Here, P is pressure, V is volume, n is the number of moles, R is Universal gas constant and T is temperature.

Also, the number of moles is related to mass and molar mass as follows:

  $n=\frac{m}{M}$

Here, m is mass and M is molar mass.

Putting the value of the number of moles from equation (3) to (2) thus,

  $PV=\left(\frac{m}{M}\right)RT$

Or,

  $V=\frac{mRT}{PM}$

Putting the value of volume in equation (1) thus,

  $d=\frac{m}{\frac{mRT}{PM}}$

Or,

  $d=\frac{PM}{RT}$

Answer to Problem 5.49P

The density of ${\text{SO}}_{\text{2}}$ is $2.86\text{ g/L}$ which is denser than air.

Explanation of Solution

The given gas is ${\text{SO}}_{\text{2}}$ .
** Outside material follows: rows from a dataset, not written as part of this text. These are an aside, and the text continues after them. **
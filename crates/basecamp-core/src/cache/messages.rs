//! Page ↔ background message protocol.
//!
//! ```json
//! {"type": "CHECK_CACHE"}
//! {"type": "CACHE_STATUS", "status": "caching"}
//! {"type": "CACHE_STATUS", "status": "error", "error": "Offline cache is empty; missing /"}
//! {"type": "CACHE_PROGRESS", "progress": 42}
//! ```

use serde::{Deserialize, Serialize};

use super::status::{CacheStatus, StatusReport};

/// Messages a page sends to the cache manager.
#[derive(Debug, Clone, PartialEq, Eq, Serialize, Deserialize)]
#[serde(tag = "type", rename_all = "SCREAMING_SNAKE_CASE")]
pub enum PageMessage {
    CheckCache,
}

/// Messages the cache manager sends to pages.
#[derive(Debug, Clone, PartialEq, Eq, Serialize, Deserialize)]
#[serde(tag = "type", rename_all = "SCREAMING_SNAKE_CASE")]
pub enum WorkerMessage {
    CacheStatus {
        status: CacheStatus,
        #[serde(default, skip_serializing_if = "Option::is_none")]
        error: Option<String>,
    },
    CacheProgress {
        progress: u8,
    },
}

impl From<StatusReport> for WorkerMessage {
    fn from(report: StatusReport) -> Self {
        WorkerMessage::CacheStatus {
            status: report.status,
            error: report.error,
        }
    }
}

#[cfg(test)]
mod tests {
    use super::*;
    use serde_json::json;

    #[test]
    fn test_check_cache_wire_format() {
        let message: PageMessage = serde_json::from_value(json!({"type": "CHECK_CACHE"})).unwrap();
        assert_eq!(message, PageMessage::CheckCache);
    }

    #[test]
    fn test_status_wire_format() {
        let ready = WorkerMessage::from(StatusReport::new(CacheStatus::Ready));
        assert_eq!(
            serde_json::to_value(&ready).unwrap(),
            json!({"type": "CACHE_STATUS", "status": "ready"})
        );

        let failed = WorkerMessage::from(StatusReport::error("missing /"));
        assert_eq!(
            serde_json::to_value(&failed).unwrap(),
            json!({"type": "CACHE_STATUS", "status": "error", "error": "missing /"})
        );
    }

    #[test]
    fn test_progress_wire_format() {
        let progress = WorkerMessage::CacheProgress { progress: 42 };
        assert_eq!(
            serde_json::to_value(&progress).unwrap(),
            json!({"type": "CACHE_PROGRESS", "progress": 42})
        );
    }
}
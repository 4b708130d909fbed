//! Basecamp core - the offline field kit behind the club website.
//!
//! This crate provides the two pieces of the site that have to keep working
//! without a network connection:
//!
//! - [`cache::CacheManager`]: populates a versioned asset bucket from a
//!   build manifest and the root document, then answers fetches cache-first
//!   with typed fallbacks when the network is gone.
//! - [`tracking::Tracker`]: captures periodic position samples into a durable
//!   local log and drains them to the remote document store whenever
//!   connectivity comes back.
//!
//! Both consume generic collaborators: a local key-value store
//! ([`storage::KeyValueStore`]), a remote document store
//! ([`remote::DocumentStore`]) and a fetch primitive ([`net::Network`]).

pub mod cache;
pub mod config;
pub mod net;
pub mod remote;
pub mod storage;
pub mod tracking;

pub use config::Config;
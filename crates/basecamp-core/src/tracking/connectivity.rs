use std::sync::Arc;

use tokio::sync::watch;
use tracing::info;

/// Shared reachability flag with change notification.
#[derive(Debug, Clone)]
pub struct Connectivity {
    tx: Arc<watch::Sender<bool>>,
}

impl Connectivity {
    pub fn new(reachable: bool) -> Self {
        let (tx, _) = watch::channel(reachable);
        Self { tx: Arc::new(tx) }
    }

    pub fn is_reachable(&self) -> bool {
        *self.tx.borrow()
    }

    /// Record a reachability change. Setting the current value again does
    /// not notify subscribers.
    pub fn set_reachable(&self, reachable: bool) {
        let changed = self.tx.send_if_modified(|current| {
            if *current == reachable {
                false
            } else {
                *current = reachable;
                true
            }
        });
        if changed {
            info!(reachable, "Connectivity changed");
        }
    }

    pub fn subscribe(&self) -> watch::Receiver<bool> {
        self.tx.subscribe()
    }
}

impl Default for Connectivity {
    fn default() -> Self {
        Self::new(true)
    }
}
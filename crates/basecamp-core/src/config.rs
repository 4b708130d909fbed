//! Application configuration management.
//!
//! Configuration is stored at `~/.config/basecamp/config.json`. Missing
//! fields take their defaults, and `BASECAMP_*` environment variables
//! override the file.

use std::path::PathBuf;
use std::time::Duration;

use anyhow::{Context, Result};
use serde::{Deserialize, Serialize};
use url::Url;

use crate::cache::CacheSettings;

/// Application name used for config/cache directory paths
const APP_NAME: &str = "basecamp";

/// Config file name
const CONFIG_FILE: &str = "config.json";

pub const ENV_ORIGIN: &str = "BASECAMP_ORIGIN";
pub const ENV_REMOTE_URL: &str = "BASECAMP_REMOTE_URL";
pub const ENV_API_KEY: &str = "BASECAMP_API_KEY";

#[derive(Debug, Clone, Serialize, Deserialize)]
#[serde(default)]
pub struct Config {
    /// Site the offline cache is built from.
    pub origin: String,
    /// Cache generation name. Bump it when a deploy changes assets.
    pub cache_version: String,
    pub manifest_path: String,
    pub seed_assets: Vec<String>,
    pub offline_page: String,
    pub remote_base_url: Option<String>,
    pub tracking_interval_secs: u64,
    pub last_display_name: Option<String>,
    /// Only ever read from the environment.
    #[serde(skip)]
    pub api_key: Option<String>,
}

impl Default for Config {
    fn default() -> Self {
        Self {
            origin: "http://localhost:8080".to_string(),
            cache_version: "offline-cache-v1".to_string(),
            manifest_path: "/asset-manifest.json".to_string(),
            seed_assets: vec![
                "/".to_string(),
                "/index.html".to_string(),
                "/offline.html".to_string(),
                "/manifest.webmanifest".to_string(),
            ],
            offline_page: "/offline.html".to_string(),
            remote_base_url: None,
            tracking_interval_secs: 10,
            last_display_name: None,
            api_key: None,
        }
    }
}

impl Config {
    /// Load the config file, then apply environment overrides.
    pub fn load() -> Result<Self> {
        let path = Self::config_path()?;
        let mut config = if path.exists() {
            let contents = std::fs::read_to_string(&path)
                .with_context(|| format!("Failed to read {}", path.display()))?;
            serde_json::from_str(&contents)
                .with_context(|| format!("Failed to parse {}", path.display()))?
        } else {
            Self::default()
        };
        config.apply_env(|name| std::env::var(name).ok());
        Ok(config)
    }

    pub fn save(&self) -> Result<()> {
        let path = Self::config_path()?;
        if let Some(parent) = path.parent() {
            std::fs::create_dir_all(parent)?;
        }
        let contents = serde_json::to_string_pretty(self)?;
        std::fs::write(path, contents)?;
        Ok(())
    }

    /// Override fields from environment lookups. Empty values are ignored.
    pub fn apply_env(&mut self, lookup: impl Fn(&str) -> Option<String>) {
        let value = |name: &str| lookup(name).filter(|value| !value.trim().is_empty());
        if let Some(origin) = value(ENV_ORIGIN) {
            self.origin = origin;
        }
        if let Some(remote) = value(ENV_REMOTE_URL) {
            self.remote_base_url = Some(remote);
        }
        if let Some(key) = value(ENV_API_KEY) {
            self.api_key = Some(key);
        }
    }

    fn config_path() -> Result<PathBuf> {
        let config_dir = dirs::config_dir()
            .ok_or_else(|| anyhow::anyhow!("Could not find config directory"))?;
        Ok(config_dir.join(APP_NAME).join(CONFIG_FILE))
    }

    fn base_cache_dir() -> Result<PathBuf> {
        let cache_dir = dirs::cache_dir()
            .ok_or_else(|| anyhow::anyhow!("Could not find cache directory"))?;
        Ok(cache_dir.join(APP_NAME))
    }

    /// Asset buckets.
    pub fn cache_dir(&self) -> Result<PathBuf> {
        Ok(Self::base_cache_dir()?.join("buckets"))
    }

    /// The local key-value store (tracking log, generation record).
    pub fn data_dir(&self) -> Result<PathBuf> {
        Ok(Self::base_cache_dir()?.join("store"))
    }

    pub fn tracking_interval(&self) -> Duration {
        Duration::from_secs(self.tracking_interval_secs.max(1))
    }

    pub fn origin_url(&self) -> Result<Url> {
        Url::parse(&self.origin).with_context(|| format!("Invalid origin: {}", self.origin))
    }

    pub fn cache_settings(&self) -> Result<CacheSettings> {
        let mut settings = CacheSettings::new(self.origin_url()?, self.cache_version.clone());
        settings.manifest_path = self.manifest_path.clone();
        settings.offline_page = self.offline_page.clone();
        settings.seed_assets = self.seed_assets.clone();
        Ok(settings)
    }
}
use chrono::{DateTime, Utc};
use serde::{Deserialize, Serialize};

use crate::storage::{FileStore, KeyValueStore, StorageError, Stored};

use super::GenerationState;

/// Local store key for the last known generation.
const RECORD_KEY: &str = "cache/generation";

/// What a run knew about its generation, kept in the local store so the next
/// run can answer status checks and fetches without reinstalling.
#[derive(Debug, Clone, PartialEq, Serialize, Deserialize)]
pub struct GenerationRecord {
    pub name: String,
    pub asset_list: Vec<String>,
    pub state: GenerationState,
    pub recorded_at: DateTime<Utc>,
}

impl GenerationRecord {
    pub fn new(name: String, asset_list: Vec<String>, state: GenerationState) -> Self {
        Self {
            name,
            asset_list,
            state,
            recorded_at: Utc::now(),
        }
    }

    pub fn load(store: &dyn KeyValueStore) -> Result<Option<Self>, StorageError> {
        match store.get(RECORD_KEY)? {
            Some(raw) => serde_json::from_str(&raw)
                .map(Some)
                .map_err(|e| StorageError::corrupt(RECORD_KEY, e)),
            None => Ok(None),
        }
    }

    /// Load the record along with when it was written.
    pub fn load_stored(store: &FileStore) -> Result<Option<Stored<Self>>, StorageError> {
        let Some(entry) = store.load_entry(RECORD_KEY)? else {
            return Ok(None);
        };
        let value = serde_json::from_str(&entry.value).map_err(|e| StorageError::corrupt(RECORD_KEY, e))?;
        Ok(Some(Stored {
            value,
            stored_at: entry.stored_at,
        }))
    }

    pub fn save(&self, store: &dyn KeyValueStore) -> Result<(), StorageError> {
        let raw = serde_json::to_string(self).map_err(|e| StorageError::corrupt(RECORD_KEY, e))?;
        store.set(RECORD_KEY, &raw)
    }
}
The molar mass of the gas is 64.066 g/mol. The pressure and temperature at STP will be 1 atm and 298.15 K thus, density can be calculated using the following relation:

  $d=\frac{PM}{RT}$

Putting the values,

  $\begin{array}{c}d=\frac{\left(1\text{ atm}\right)\left(64.066\text{ g/mol}\right)}{\left(0.082{\text{ L atm K}}^{-1}{\text{ mol}}^{-1}\right)\left(273.15\text{ K}\right)}\\ =2.86\text{ g/L}\end{array}$

The density of air at STP is 1.29 g/L. The value of density of ${\text{SO}}_{\text{2}}$ is more than air thus, it is denser than air.

(b)

Interpretation Introduction

Interpretation: The density of gas at STP should be calculated. If it is greater than the density of air or not should be determined.

Concept Introduction: The density of a substance is its mass per unit volume. It is mathematically represented as follows:

  $d=\frac{m}{V}$ …… (1)

Here, m is mass and V is volume.

At STP, the value of temperature is $0{}^o\text{C}$ or 273.15 K and that of pressure is 1 atm. From ideal gas law, pressure, volume, number of moles and temperature are related to each other as follows:

  $PV=nRT$ …… (2)

Here, P is pressure, V is volume, n is the number of moles, R is Universal gas constant and T is temperature.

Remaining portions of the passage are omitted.